* [Task statement]: Produce an exact copy of the lines from the line containing "format_duration(result.compile_duration)" through the last line of the listing below, both ends included, and nothing else.

* [Source records]:
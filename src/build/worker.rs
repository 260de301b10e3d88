//! Worker threads for the compile phase
//!
//! Each worker loops: pop a task, run the external compile invocation
//! synchronously (the thread is occupied for the process's entire
//! lifetime), record the outcome, mark the task done. Exit statuses are
//! captured per task and failures aggregated for the coordinator; a
//! failing compile never goes unnoticed.
//!
//! When the shutdown flag is set, workers keep draining the queue without
//! invoking the compiler - every popped task is still marked done, so the
//! coordinator's join barrier cannot hang on an aborted build. Threads
//! exit once the queue is closed and empty.

use crate::build::queue::TaskReceiver;
use crate::error::{CompileFailure, WorkerError};
use crate::toolchain::invoke::{describe_status, run_tool};
use crate::toolchain::Toolchain;
use std::sync::atomic::{AtomicBool, AtomicU64, Ordering};
use std::sync::{Arc, Mutex};
use std::thread::{self, JoinHandle};
use tracing::{debug, error};

/// Compile-phase statistics, shared across the whole pool
#[derive(Debug, Default)]
pub struct WorkerStats {
    /// Tasks dispatched this run (set once by the coordinator)
    pub dispatched: AtomicU64,

    /// Successful compile invocations
    pub compiled: AtomicU64,

    /// Failed compile invocations
    pub failed: AtomicU64,

    /// Tasks drained without compiling after an interrupt
    pub skipped: AtomicU64,
}

impl WorkerStats {
    fn record_compiled(&self) {
        self.compiled.fetch_add(1, Ordering::Relaxed);
    }

    fn record_failed(&self) {
        self.failed.fetch_add(1, Ordering::Relaxed);
    }

    fn record_skipped(&self) {
        self.skipped.fetch_add(1, Ordering::Relaxed);
    }

    /// Tasks that have finished, successfully or not
    pub fn finished(&self) -> u64 {
        self.compiled.load(Ordering::Relaxed)
            + self.failed.load(Ordering::Relaxed)
            + self.skipped.load(Ordering::Relaxed)
    }
}

/// A worker thread that processes compile tasks
pub struct Worker {
    id: usize,
    handle: Option<JoinHandle<()>>,
}

impl Worker {
    /// Spawn a new worker thread
    pub fn spawn(
        id: usize,
        toolchain: Arc<Toolchain>,
        queue: TaskReceiver,
        stats: Arc<WorkerStats>,
        failures: Arc<Mutex<Vec<CompileFailure>>>,
        shutdown: Arc<AtomicBool>,
    ) -> Result<Self, WorkerError> {
        let handle = thread::Builder::new()
            .name(format!("compile-{}", id))
            .spawn(move || worker_loop(id, toolchain, queue, stats, failures, shutdown))
            .map_err(|e| WorkerError::SpawnFailed {
                id,
                reason: e.to_string(),
            })?;

        Ok(Self {
            id,
            handle: Some(handle),
        })
    }

    /// Wait for the worker to finish
    pub fn join(mut self) -> Result<(), WorkerError> {
        if let Some(handle) = self.handle.take() {
            handle.join().map_err(|_| WorkerError::Panicked { id: self.id })?;
        }
        Ok(())
    }
}

fn worker_loop(
    id: usize,
    toolchain: Arc<Toolchain>,
    queue: TaskReceiver,
    stats: Arc<WorkerStats>,
    failures: Arc<Mutex<Vec<CompileFailure>>>,
    shutdown: Arc<AtomicBool>,
) {
    debug!("Worker {} started", id);

    while let Some(task) = queue.recv() {
        if shutdown.load(Ordering::Relaxed) {
            stats.record_skipped();
            queue.mark_done();
            continue;
        }

        debug!("Worker {} compiling {}", id, task.source.display());

        match run_tool("emcc", &toolchain.emcc, &task.args, None) {
            Ok(status) if status.success() => stats.record_compiled(),
            Ok(status) => {
                let detail = describe_status(status);
                error!("Compile failed for {}: {}", task.source.display(), detail);
                stats.record_failed();
                failures
                    .lock()
                    .expect("failure list poisoned")
                    .push(CompileFailure {
                        source: task.source.clone(),
                        detail,
                    });
            }
            Err(e) => {
                let detail = format!("failed to start compiler: {}", e);
                error!("Compile failed for {}: {}", task.source.display(), detail);
                stats.record_failed();
                failures
                    .lock()
                    .expect("failure list poisoned")
                    .push(CompileFailure {
                        source: task.source.clone(),
                        detail,
                    });
            }
        }

        queue.mark_done();
    }

    debug!("Worker {} finished", id);
}

#[cfg(test)]
mod tests {
    use super::*;
    use crate::build::queue::{CompileTask, WorkQueue};
    use std::path::PathBuf;

    fn pool_fixture(
        toolchain: Toolchain,
        jobs: usize,
        tasks: Vec<CompileTask>,
    ) -> (Arc<WorkerStats>, Vec<CompileFailure>) {
        let mut queue = WorkQueue::new();
        for t in tasks {
            queue.push(t);
        }
        queue.close();

        let toolchain = Arc::new(toolchain);
        let stats = Arc::new(WorkerStats::default());
        let failures: Arc<Mutex<Vec<CompileFailure>>> = Arc::default();
        let shutdown = Arc::new(AtomicBool::new(false));

        let workers: Vec<_> = (0..jobs)
            .map(|id| {
                Worker::spawn(
                    id,
                    Arc::clone(&toolchain),
                    queue.receiver(),
                    Arc::clone(&stats),
                    Arc::clone(&failures),
                    Arc::clone(&shutdown),
                )
                .unwrap()
            })
            .collect();

        queue.join();
        for w in workers {
            w.join().unwrap();
        }

        let failures = failures.lock().unwrap().clone();
        (stats, failures)
    }

    #[test]
    #[cfg(unix)]
    fn test_workers_record_success() {
        let toolchain = Toolchain::with_compiler(PathBuf::from("/bin/true")).unwrap();
        let tasks = (0..6)
            .map(|i| CompileTask {
                source: PathBuf::from(format!("t{i}.cpp")),
                object: PathBuf::from(format!("t{i}.o")),
                args: vec![],
            })
            .collect();

        let (stats, failures) = pool_fixture(toolchain, 3, tasks);
        assert_eq!(stats.compiled.load(Ordering::Relaxed), 6);
        assert_eq!(stats.failed.load(Ordering::Relaxed), 0);
        assert!(failures.is_empty());
    }

    #[test]
    #[cfg(unix)]
    fn test_workers_capture_failures() {
        let toolchain = Toolchain::with_compiler(PathBuf::from("/bin/false")).unwrap();
        let tasks = (0..4)
            .map(|i| CompileTask {
                source: PathBuf::from(format!("t{i}.cpp")),
                object: PathBuf::from(format!("t{i}.o")),
                args: vec![],
            })
            .collect();

        let (stats, failures) = pool_fixture(toolchain, 2, tasks);
        assert_eq!(stats.failed.load(Ordering::Relaxed), 4);
        assert_eq!(failures.len(), 4);
        assert!(failures[0].detail.contains("exit code"));
    }

    #[test]
    #[cfg(unix)]
    fn test_shutdown_drains_without_compiling() {
        let toolchain = Arc::new(Toolchain::with_compiler(PathBuf::from("/bin/true")).unwrap());
        let mut queue = WorkQueue::new();
        for i in 0..10 {
            queue.push(CompileTask {
                source: PathBuf::from(format!("t{i}.cpp")),
                object: PathBuf::from(format!("t{i}.o")),
                args: vec![],
            });
        }
        queue.close();

        let stats = Arc::new(WorkerStats::default());
        let failures: Arc<Mutex<Vec<CompileFailure>>> = Arc::default();
        let shutdown = Arc::new(AtomicBool::new(true));

        let worker = Worker::spawn(
            0,
            toolchain,
            queue.receiver(),
            Arc::clone(&stats),
            failures,
            shutdown,
        )
        .unwrap();

        // Join must not hang even though nothing was compiled
        queue.join();
        worker.join().unwrap();

        assert_eq!(stats.compiled.load(Ordering::Relaxed), 0);
        assert_eq!(stats.skipped.load(Ordering::Relaxed), 10);
    }
}
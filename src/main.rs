//! wasmake - Parallel Incremental Emscripten Build Orchestrator
//!
//! Entry point for the CLI application.

use anyhow::{Context, Result};
use clap::Parser;
use std::process::ExitCode;
use std::sync::atomic::Ordering;
use std::sync::Arc;
use tracing::error;
use tracing_subscriber::EnvFilter;
use wasmake::config::{BuildConfig, CliArgs};
use wasmake::progress::{print_header, print_summary, ProgressReporter};
use wasmake::{BuildCoordinator, Project, Toolchain};

fn main() -> ExitCode {
    match run() {
        Ok(()) => ExitCode::SUCCESS,
        Err(e) => {
            error!("{:#}", e);
            eprintln!("Error: {:#}", e);
            ExitCode::FAILURE
        }
    }
}

fn run() -> Result<()> {
    // Parse CLI arguments
    let args = CliArgs::parse();

    // Setup logging
    setup_logging(args.verbose)?;

    // Validate and create config
    let config = BuildConfig::from_args(args).context("Invalid configuration")?;

    // Read the project manifest
    let project =
        Project::read(&config.manifest_path).context("Failed to read project manifest")?;

    // Locate the toolchain before any work starts
    let toolchain = match &config.compiler_override {
        Some(path) => Toolchain::with_compiler(path.clone()),
        None => Toolchain::discover(),
    }
    .context("Failed to locate the Emscripten toolchain")?;

    // Print header
    if config.show_progress {
        print_header(
            &project.manifest.name,
            project.sources.len(),
            config.jobs,
            &toolchain.emcc.display().to_string(),
        );
    }

    let show_progress = config.show_progress;
    let coordinator = BuildCoordinator::new(config, project, toolchain);

    // Setup signal handler for graceful shutdown
    let shutdown_flag = coordinator.shutdown_flag();
    ctrlc::set_handler(move || {
        eprintln!("\nInterrupt received, aborting build...");
        shutdown_flag.store(true, Ordering::SeqCst);
    })
    .context("Failed to set signal handler")?;

    // Run the build
    let result = if show_progress {
        let reporter = Arc::new(ProgressReporter::new());
        reporter.set_status("Evaluating staleness...");

        let result = {
            let reporter = Arc::clone(&reporter);
            coordinator.run_with_progress(move |progress| reporter.update(&progress))
        };

        match &result {
            Ok(_) => reporter.finish_and_clear(),
            Err(_) => reporter.finish("Build failed"),
        }
        result
    } else {
        coordinator.run()
    }
    .context("Build failed")?;

    // Print summary
    if show_progress {
        print_summary(&result);
    }

    Ok(())
}

fn setup_logging(verbose: bool) -> Result<()> {
    let filter = if verbose {
        EnvFilter::new("wasmake=debug,warn")
    } else {
        EnvFilter::new("wasmake=info,warn")
    };

    tracing_subscriber::fmt()
        .with_env_filter(filter)
        .with_target(false)
        .with_thread_ids(false)
        .with_file(false)
        .with_line_number(false)
        .init();

    Ok(())
}
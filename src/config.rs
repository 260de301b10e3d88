//! Configuration types for wasmake
//!
//! This module defines:
//! - CLI argument parsing using clap derive macros
//! - Runtime configuration with validation
//!
//! The configuration is constructed once at startup and passed by reference
//! into each component; there is no ambient global state.

use crate::error::ConfigError;
use clap::Parser;
use std::path::PathBuf;

/// Maximum reasonable parallel job count
const MAX_JOBS: usize = 512;

/// Default project manifest filename
const DEFAULT_MANIFEST: &str = "project.json";

/// Default object artifact directory
pub const DEFAULT_OBJ_DIR: &str = "emscripten_obj";

/// Default output bundle directory
pub const DEFAULT_OUT_DIR: &str = "html";

/// Parallel incremental Emscripten build orchestrator
#[derive(Parser, Debug, Clone)]
#[command(
    name = "wasmake",
    version,
    about = "Parallel incremental Emscripten build orchestrator",
    long_about = "Reads a JSON project manifest, recompiles the translation units whose \
                  object artifacts are missing or out of date, and links everything into \
                  a web bundle.\n\n\
                  The compiler is discovered through the EMSDK environment variable \
                  (run 'emsdk activate' first) unless --emcc is given.",
    after_help = "EXAMPLES:\n    \
        wasmake\n    \
        wasmake project.json -j 8\n    \
        wasmake --rebuild\n    \
        wasmake --data -v"
)]
pub struct CliArgs {
    /// Project manifest (JSON)
    #[arg(value_name = "MANIFEST", default_value = DEFAULT_MANIFEST)]
    pub manifest: PathBuf,

    /// Recompile every source regardless of staleness
    #[arg(short = 'r', long)]
    pub rebuild: bool,

    /// Run the project's data-preparation command before building
    #[arg(short = 'm', long = "data")]
    pub build_data: bool,

    /// Number of parallel compile jobs
    #[arg(short = 'j', long, default_value_t = default_jobs(), value_name = "NUM")]
    pub jobs: usize,

    /// Directory for object artifacts
    #[arg(long, default_value = DEFAULT_OBJ_DIR, value_name = "DIR")]
    pub obj_dir: PathBuf,

    /// Directory for the linked output bundle
    #[arg(long, default_value = DEFAULT_OUT_DIR, value_name = "DIR")]
    pub out_dir: PathBuf,

    /// Explicit compiler path (bypasses EMSDK discovery)
    #[arg(long, value_name = "PATH")]
    pub emcc: Option<PathBuf>,

    /// Quiet mode - suppress progress output
    #[arg(short = 'q', long)]
    pub quiet: bool,

    /// Verbose output (per-task compile logging)
    #[arg(short = 'v', long)]
    pub verbose: bool,
}

fn default_jobs() -> usize {
    // Compiles are CPU bound, one job per logical core
    num_cpus::get()
}

/// Validated runtime configuration
#[derive(Debug, Clone)]
pub struct BuildConfig {
    /// Path to the project manifest
    pub manifest_path: PathBuf,

    /// Object artifact directory
    pub obj_dir: PathBuf,

    /// Output bundle directory
    pub out_dir: PathBuf,

    /// Number of worker threads
    pub jobs: usize,

    /// Recompile everything regardless of staleness
    pub force_rebuild: bool,

    /// Run the data-preparation step before building
    pub build_data: bool,

    /// Explicit compiler path overriding EMSDK discovery
    pub compiler_override: Option<PathBuf>,

    /// Show progress indicator
    pub show_progress: bool,

    /// Verbose logging
    pub verbose: bool,
}

impl BuildConfig {
    /// Create and validate configuration from CLI arguments
    pub fn from_args(args: CliArgs) -> Result<Self, ConfigError> {
        if args.jobs == 0 || args.jobs > MAX_JOBS {
            return Err(ConfigError::InvalidJobs {
                count: args.jobs,
                max: MAX_JOBS,
            });
        }

        if !args.manifest.exists() {
            return Err(ConfigError::ManifestNotFound {
                path: args.manifest,
            });
        }

        Ok(Self {
            manifest_path: args.manifest,
            obj_dir: args.obj_dir,
            out_dir: args.out_dir,
            jobs: args.jobs,
            force_rebuild: args.rebuild,
            build_data: args.build_data,
            compiler_override: args.emcc,
            show_progress: !args.quiet,
            verbose: args.verbose,
        })
    }
}

#[cfg(test)]
mod tests {
    use super::*;
    use std::fs::File;
    use tempfile::tempdir;

    fn args_for(manifest: PathBuf) -> CliArgs {
        CliArgs {
            manifest,
            rebuild: false,
            build_data: false,
            jobs: 4,
            obj_dir: PathBuf::from(DEFAULT_OBJ_DIR),
            out_dir: PathBuf::from(DEFAULT_OUT_DIR),
            emcc: None,
            quiet: true,
            verbose: false,
        }
    }

    #[test]
    fn test_valid_config() {
        let dir = tempdir().unwrap();
        let manifest = dir.path().join("project.json");
        File::create(&manifest).unwrap();

        let config = BuildConfig::from_args(args_for(manifest)).unwrap();
        assert_eq!(config.jobs, 4);
        assert!(!config.force_rebuild);
        assert!(!config.show_progress);
    }

    #[test]
    fn test_zero_jobs_rejected() {
        let dir = tempdir().unwrap();
        let manifest = dir.path().join("project.json");
        File::create(&manifest).unwrap();

        let mut args = args_for(manifest);
        args.jobs = 0;
        assert!(matches!(
            BuildConfig::from_args(args),
            Err(ConfigError::InvalidJobs { .. })
        ));
    }

    #[test]
    fn test_excessive_jobs_rejected() {
        let dir = tempdir().unwrap();
        let manifest = dir.path().join("project.json");
        File::create(&manifest).unwrap();

        let mut args = args_for(manifest);
        args.jobs = 100_000;
        assert!(matches!(
            BuildConfig::from_args(args),
            Err(ConfigError::InvalidJobs { .. })
        ));
    }

    #[test]
    fn test_missing_manifest_rejected() {
        let args = args_for(PathBuf::from("/nonexistent/project.json"));
        assert!(matches!(
            BuildConfig::from_args(args),
            Err(ConfigError::ManifestNotFound { .. })
        ));
    }

    #[test]
    fn test_cli_args_parse() {
        use clap::CommandFactory;
        CliArgs::command().debug_assert();
    }
}
//! Progress reporting and build summaries
//!
//! Provides the live compile-phase display using an indicatif spinner,
//! the console-styled header/summary around a build, and the
//! human-readable duration formatter.

use crate::build::coordinator::{BuildResult, CompileProgress};
use console::style;
use indicatif::{ProgressBar, ProgressStyle};
use std::time::Duration;

/// Progress reporter that displays compile-phase status
pub struct ProgressReporter {
    bar: ProgressBar,
}

impl ProgressReporter {
    /// Create a new progress reporter
    pub fn new() -> Self {
        let bar = ProgressBar::new_spinner();

        bar.set_style(
            ProgressStyle::default_spinner()
                .template("{spinner:.green} [{elapsed_precise}] {msg}")
                .expect("Invalid progress template")
                .tick_chars("⠋⠙⠹⠸⠼⠴⠦⠧⠇⠏"),
        );

        bar.enable_steady_tick(Duration::from_millis(100));

        Self { bar }
    }

    /// Update the progress display
    pub fn update(&self, progress: &CompileProgress) {
        let mut msg = format!("Compiling {}/{}", progress.finished, progress.total);
        if progress.failed > 0 {
            msg.push_str(&format!(" | Failed: {}", progress.failed));
        }
        self.bar.set_message(msg);
    }

    /// Set a status message
    pub fn set_status(&self, status: &str) {
        self.bar.set_message(status.to_string());
    }

    /// Finish the progress display with a final message
    pub fn finish(&self, message: &str) {
        self.bar.finish_with_message(message.to_string());
    }

    /// Finish and clear the progress display
    pub fn finish_and_clear(&self) {
        self.bar.finish_and_clear();
    }
}

impl Default for ProgressReporter {
    fn default() -> Self {
        Self::new()
    }
}

/// Format an elapsed duration as "Xh Ym Zs", omitting the hour component
/// when it is zero
pub fn format_duration(duration: Duration) -> String {
    let total = duration.as_secs();
    let hours = total / 3600;
    let minutes = (total % 3600) / 60;
    let seconds = total % 60;

    if hours > 0 {
        format!("{}h {:02}m {:02}s", hours, minutes, seconds)
    } else {
        format!("{:02}m {:02}s", minutes, seconds)
    }
}

/// Print a header at the start of the build
pub fn print_header(project: &str, sources: usize, jobs: usize, emcc: &str) {
    println!();
    println!(
        "{} {}",
        style("wasmake").cyan().bold(),
        env!("CARGO_PKG_VERSION")
    );
    println!("{}", style("─".repeat(50)).dim());
    println!("  {} {}", style("Project:").bold(), project);
    println!("  {} {}", style("Sources:").bold(), sources);
    println!("  {} {}", style("Jobs:").bold(), jobs);
    println!("  {} {}", style("Compiler:").bold(), emcc);
    println!();
}

/// Print a summary of the build results
pub fn print_summary(result: &BuildResult) {
    println!();
    println!("{}", style("Build Complete").green().bold());
    println!("{}", style("─".repeat(50)).dim());
    println!(
        "  {} {} ({} up to date)",
        style("Sources:").bold(),
        result.considered,
        result.up_to_date
    );
    println!(
        "  {} {} file(s) in {}",
        style("Compiled:").bold(),
        result.compiled,
        format_duration(result.compile_duration)
    );
    println!(
        "  {} {}",
        style("Linked in:").bold(),
        format_duration(result.link_duration)
    );
    println!(
        "  {} {}",
        style("Total:").bold(),
        format_duration(result.total_duration)
    );
    println!(
        "  {} {}",
        style("Output:").bold(),
        result.output.display()
    );
    println!();
}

* [Finished task]:
        format_duration(result.compile_duration)
    );
    println!(
        "  {} {}",
        style("Linked in:").bold(),
        format_duration(result.link_duration)
    );
    println!(
        "  {} {}",
        style("Total:").bold(),
        format_duration(result.total_duration)
    );
    println!(
        "  {} {}",
        style("Output:").bold(),
        result.output.display()
    );
    println!();
}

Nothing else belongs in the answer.